## YOUR ASSIGNMENT
How many lines below contain the word "trimmed"? Give only the number.

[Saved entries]
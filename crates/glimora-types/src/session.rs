//! Chat session types for Glimora.
//!
//! A `ChatSession` is an ordered message transcript with a title and
//! creation timestamp. The message list is append-only except for in-place
//! replacement of the trailing assistant message during streaming and
//! whole-session deletion.

use chrono::{DateTime, Utc};
use serde::{Deserialize, Serialize};
use uuid::Uuid;

use crate::message::Message;

/// Maximum characters of the first user message used as a derived title.
pub const TITLE_MAX_CHARS: usize = 40;

/// A chat session: a titled, timestamped message transcript.
#[derive(Debug, Clone, Serialize, Deserialize)]
pub struct ChatSession {
    pub id: Uuid,
    pub title: String,
    pub messages: Vec<Message>,
    pub created_at: DateTime<Utc>,
}

impl ChatSession {
    /// Create an empty session with a placeholder title.
    ///
    /// The title is replaced with a derived one when the first user
    /// message arrives, unless the user renames it first.
    pub fn new() -> Self {
        Self {
            id: Uuid::now_v7(),
            title: "New Chat...".to_string(),
            messages: Vec::new(),
            created_at: Utc::now(),
        }
    }

    /// Derive a session title from the first user message.
    ///
    /// Truncates on a character boundary and appends an ellipsis when the
    /// message is longer than [`TITLE_MAX_CHARS`].
    pub fn derive_title(first_user_content: &str) -> String {
        let trimmed = first_user_content.trim();
        if trimmed.chars().count() <= TITLE_MAX_CHARS {
            trimmed.to_string()
        } else {
            let truncated: String = trimmed.chars().take(TITLE_MAX_CHARS).collect();
            format!("{}...", truncated.trim_end())
        }
    }
}

impl Default for ChatSession {
    fn default() -> Self {
        Self::new()
    }
}

#[cfg(test)]
mod tests {
    use super::*;
    use crate::message::Message;

    #[test]
    fn test_new_session_is_empty() {
        let session = ChatSession::new();
        assert!(session.messages.is_empty());
        assert_eq!(session.title, "New Chat...");
    }

    #[test]
    fn test_derive_title_short() {
        assert_eq!(ChatSession::derive_title("best thrillers"), "best thrillers");
    }

    #[test]
    fn test_derive_title_trims_whitespace() {
        assert_eq!(ChatSession::derive_title("  hi there  "), "hi there");
    }

    #[test]
    fn test_derive_title_truncates_long_input() {
        let long = "a".repeat(100);
        let title = ChatSession::derive_title(&long);
        assert!(title.ends_with("..."));
        assert_eq!(title.chars().count(), TITLE_MAX_CHARS + 3);
    }

    #[test]
    fn test_derive_title_multibyte_boundary() {
        let long = "日本語のとても長いタイトルを持つメッセージですがこれは切り詰められるはずですもっと長くします";
        let title = ChatSession::derive_title(long);
        assert!(title.ends_with("..."));
        // Must not panic on a char boundary.
        assert!(title.chars().count() <= TITLE_MAX_CHARS + 3);
    }

    #[test]
    fn test_session_serde_roundtrip() {
        let mut session = ChatSession::new();
        session.messages.push(Message::user("hello"));
        session.messages.push(Message::assistant("hi"));

        let json = serde_json::to_string(&session).unwrap();
        let parsed: ChatSession = serde_json::from_str(&json).unwrap();
        assert_eq!(parsed.id, session.id);
        assert_eq!(parsed.messages.len(), 2);
        assert_eq!(parsed.messages[0].content, "hello");
    }
}
//! Turn orchestration core for Glimora.
//!
//! This crate contains the genuinely stateful, ordering-sensitive logic of
//! the chat client:
//!
//! - [`stream`]: byte-stream to text-fragment decoding
//! - [`turn`]: the turn controller, its context, and the mode strategies
//! - [`session`]: the in-memory session store and its persistence policy
//! - [`client`]: collaborator traits implemented in glimora-infra
//!
//! No I/O happens here; everything network- or filesystem-shaped is behind
//! the collaborator traits.

pub mod client;
pub mod session;
pub mod stream;
pub mod turn;
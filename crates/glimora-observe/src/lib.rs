//! Observability layer for Glimora.
//!
//! Tracing subscriber initialization with structured logging and optional
//! OpenTelemetry trace export.

pub mod tracing_setup;

pub use tracing_setup::{init_tracing, shutdown_tracing};
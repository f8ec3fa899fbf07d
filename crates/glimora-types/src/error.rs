//! Error types for Glimora.
//!
//! Each collaborator gets its own error enum (model, search, extraction,
//! persistence); `TurnError` is the turn-level taxonomy the controller and
//! strategies operate on. Cancellation is deliberately NOT an error -- it
//! is a terminal turn outcome, not a failure.

use thiserror::Error;

/// Errors from the language-model collaborator.
#[derive(Debug, Error)]
pub enum ModelError {
    #[error("missing API key for the model provider")]
    MissingCredentials,

    #[error("model request failed with status {status}")]
    Http { status: u16, body: String },

    #[error("model request error: {0}")]
    Request(String),

    #[error("model stream error: {0}")]
    Stream(String),

    #[error("model response deserialization error: {0}")]
    Deserialization(String),
}

/// Errors from the search collaborator.
#[derive(Debug, Error)]
pub enum SearchError {
    #[error("missing API key for the search provider")]
    MissingCredentials,

    #[error("search request failed with status {status}")]
    Http { status: u16, body: String },

    #[error("search request error: {0}")]
    Request(String),

    #[error("search response deserialization error: {0}")]
    Deserialization(String),
}

/// Errors from the text-extraction collaborator.
#[derive(Debug, Error)]
pub enum ExtractionError {
    #[error("unsupported file format: '{0}'")]
    UnsupportedFormat(String),

    #[error("could not parse document: {0}")]
    Parse(String),

    #[error("could not read document: {0}")]
    Io(String),
}

/// Errors from the persistence collaborator.
///
/// Only `save` can fail; `load` is best-effort and falls back to an empty
/// session list instead of erroring.
#[derive(Debug, Error)]
pub enum PersistenceError {
    #[error("persistence I/O error: {0}")]
    Io(String),

    #[error("persistence serialization error: {0}")]
    Serialization(String),
}

/// Errors from session store operations.
#[derive(Debug, Error)]
pub enum StoreError {
    #[error("unknown session id")]
    UnknownSession,
}

/// Rejection of a turn submission before any state is touched.
#[derive(Debug, Error)]
pub enum SubmitError {
    #[error("message is empty and no file is attached")]
    EmptyInput,
}

/// Turn-level error taxonomy.
///
/// Strategies and the controller collapse collaborator errors into these
/// four categories. `Network` keeps the raw detail payload for the UI's
/// side-channel; the transcript only ever sees a short fixed string.
#[derive(Debug, Error)]
pub enum TurnError {
    /// Missing credentials for a collaborator; raised before dispatch.
    #[error("configuration error: {0}")]
    Configuration(String),

    /// Collaborator unreachable or non-success status.
    #[error("network error: {message}")]
    Network {
        message: String,
        detail: Option<serde_json::Value>,
    },

    /// Malformed stream or response payload.
    #[error("decode error: {0}")]
    Decode(String),

    /// Attached document could not be parsed.
    #[error("extraction error: {0}")]
    Extraction(String),
}

impl From<ModelError> for TurnError {
    fn from(err: ModelError) -> Self {
        match err {
            ModelError::MissingCredentials => TurnError::Configuration(err.to_string()),
            ModelError::Http { status, body } => TurnError::Network {
                message: format!("model request failed with status {status}"),
                detail: body_detail(&body),
            },
            ModelError::Request(msg) | ModelError::Stream(msg) => TurnError::Network {
                message: msg,
                detail: None,
            },
            ModelError::Deserialization(msg) => TurnError::Decode(msg),
        }
    }
}

impl From<SearchError> for TurnError {
    fn from(err: SearchError) -> Self {
        match err {
            SearchError::MissingCredentials => TurnError::Configuration(err.to_string()),
            SearchError::Http { status, body } => TurnError::Network {
                message: format!("search request failed with status {status}"),
                detail: body_detail(&body),
            },
            SearchError::Request(msg) => TurnError::Network {
                message: msg,
                detail: None,
            },
            SearchError::Deserialization(msg) => TurnError::Decode(msg),
        }
    }
}

impl From<ExtractionError> for TurnError {
    fn from(err: ExtractionError) -> Self {
        TurnError::Extraction(err.to_string())
    }
}

/// Keep an HTTP error body as a JSON detail payload when it parses,
/// otherwise as a raw string. Empty bodies carry no detail.
fn body_detail(body: &str) -> Option<serde_json::Value> {
    if body.is_empty() {
        return None;
    }
    Some(
        serde_json::from_str(body)
            .unwrap_or_else(|_| serde_json::Value::String(body.to_string())),
    )
}
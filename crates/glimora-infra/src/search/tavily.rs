//! TavilySearchClient -- concrete [`SearchClient`] implementation.
//!
//! POSTs to the Tavily search API with the user's query wrapped in a
//! domain prompt so results stay on movies and dramas. Tavily returns an
//! optional synthesized answer plus ranked results; both are mapped into
//! the provider-agnostic [`SearchResponse`].
//!
//! Tavily authenticates via a key field in the request body rather than
//! a header, so the key is exposed exactly once per request.

use std::time::Duration;

use secrecy::{ExposeSecret, SecretString};
use serde::{Deserialize, Serialize};
use tracing::debug;

use glimora_core::client::SearchClient;
use glimora_types::error::SearchError;
use glimora_types::search::{SearchResponse, SearchResult};

/// Fixed wrapper that steers Tavily toward the app's domain.
const QUERY_PREFIX: &str =
    "Find the latest movie or drama information, reviews, and news about: ";

/// Tavily web search client.
pub struct TavilySearchClient {
    client: reqwest::Client,
    api_key: Option<SecretString>,
    base_url: String,
}

impl TavilySearchClient {
    /// Create a new Tavily client.
    pub fn new(api_key: Option<SecretString>) -> Self {
        let client = reqwest::Client::builder()
            .timeout(Duration::from_secs(30))
            .build()
            .expect("failed to create reqwest client");

        Self {
            client,
            api_key,
            base_url: "https://api.tavily.com".to_string(),
        }
    }

    /// Override the base URL (useful for testing or proxies).
    #[allow(dead_code)]
    pub fn with_base_url(mut self, base_url: String) -> Self {
        self.base_url = base_url;
        self
    }
}

#[derive(Debug, Serialize)]
struct TavilyRequest<'a> {
    api_key: &'a str,
    query: String,
    search_depth: &'static str,
    include_answer: bool,
    include_raw_content: bool,
    max_results: u32,
    time_range: &'static str,
    topic: &'static str,
}

impl<'a> TavilyRequest<'a> {
    fn new(api_key: &'a str, user_query: &str) -> Self {
        Self {
            api_key,
            query: format!("{QUERY_PREFIX}{user_query}"),
            search_depth: "basic",
            include_answer: true,
            include_raw_content: false,
            max_results: 5,
            time_range: "week",
            topic: "general",
        }
    }
}

#[derive(Debug, Deserialize)]
struct TavilyResponse {
    #[serde(default)]
    answer: Option<String>,
    #[serde(default)]
    results: Vec<TavilyResult>,
}

#[derive(Debug, Deserialize)]
struct TavilyResult {
    #[serde(default)]
    title: String,
    #[serde(default)]
    url: String,
    /// Tavily calls the snippet "content".
    #[serde(default)]
    content: String,
}

impl From<TavilyResponse> for SearchResponse {
    fn from(response: TavilyResponse) -> Self {
        SearchResponse {
            answer: response.answer.unwrap_or_default(),
            results: response
                .results
                .into_iter()
                .map(|r| SearchResult {
                    title: r.title,
                    url: r.url,
                    snippet: r.content,
                })
                .collect(),
        }
    }
}

impl SearchClient for TavilySearchClient {
    async fn search(&self, query: &str) -> Result<SearchResponse, SearchError> {
        let Some(api_key) = self.api_key.as_ref() else {
            return Err(SearchError::MissingCredentials);
        };

        debug!(query = %query, "dispatching web search");
        let body = TavilyRequest::new(api_key.expose_secret(), query);

        let response = self
            .client
            .post(format!("{}/search", self.base_url))
            .json(&body)
            .send()
            .await
            .map_err(|e| SearchError::Request(format!("HTTP request failed: {e}")))?;

        let status = response.status();
        if !status.is_success() {
            let error_body = response.text().await.unwrap_or_default();
            return Err(SearchError::Http {
                status: status.as_u16(),
                body: error_body,
            });
        }

        let parsed: TavilyResponse = response
            .json()
            .await
            .map_err(|e| SearchError::Deserialization(format!("failed to parse response: {e}")))?;

        Ok(parsed.into())
    }
}

#[cfg(test)]
mod tests {
    use super::*;

    #[test]
    fn test_request_wraps_query_with_domain_prompt() {
        let request = TavilyRequest::new("key", "best thriller 2024");
        assert_eq!(
            request.query,
            "Find the latest movie or drama information, reviews, and news about: best thriller 2024"
        );
        assert_eq!(request.search_depth, "basic");
        assert!(request.include_answer);
        assert!(!request.include_raw_content);
        assert_eq!(request.max_results, 5);
        assert_eq!(request.time_range, "week");
        assert_eq!(request.topic, "general");
    }

    #[test]
    fn test_response_maps_to_search_response() {
        let json = r#"{
            "answer": "Dune won best picture.",
            "results": [
                {"title": "Oscars 2024", "url": "https://example.com/oscars", "content": "Full winner list", "score": 0.9}
            ]
        }"#;
        let parsed: TavilyResponse = serde_json::from_str(json).unwrap();
        let response: SearchResponse = parsed.into();

        assert_eq!(response.answer, "Dune won best picture.");
        assert_eq!(response.results.len(), 1);
        assert_eq!(response.results[0].title, "Oscars 2024");
        assert_eq!(response.results[0].snippet, "Full winner list");
    }

    #[test]
    fn test_response_tolerates_missing_fields() {
        let parsed: TavilyResponse = serde_json::from_str("{}").unwrap();
        let response: SearchResponse = parsed.into();
        assert!(response.is_empty());
    }

    #[tokio::test]
    async fn test_missing_key_fails_eagerly() {
        let client = TavilySearchClient::new(None);
        let result = client.search("anything").await;
        assert!(matches!(result, Err(SearchError::MissingCredentials)));
    }
}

## EXPECTED OUTPUT
4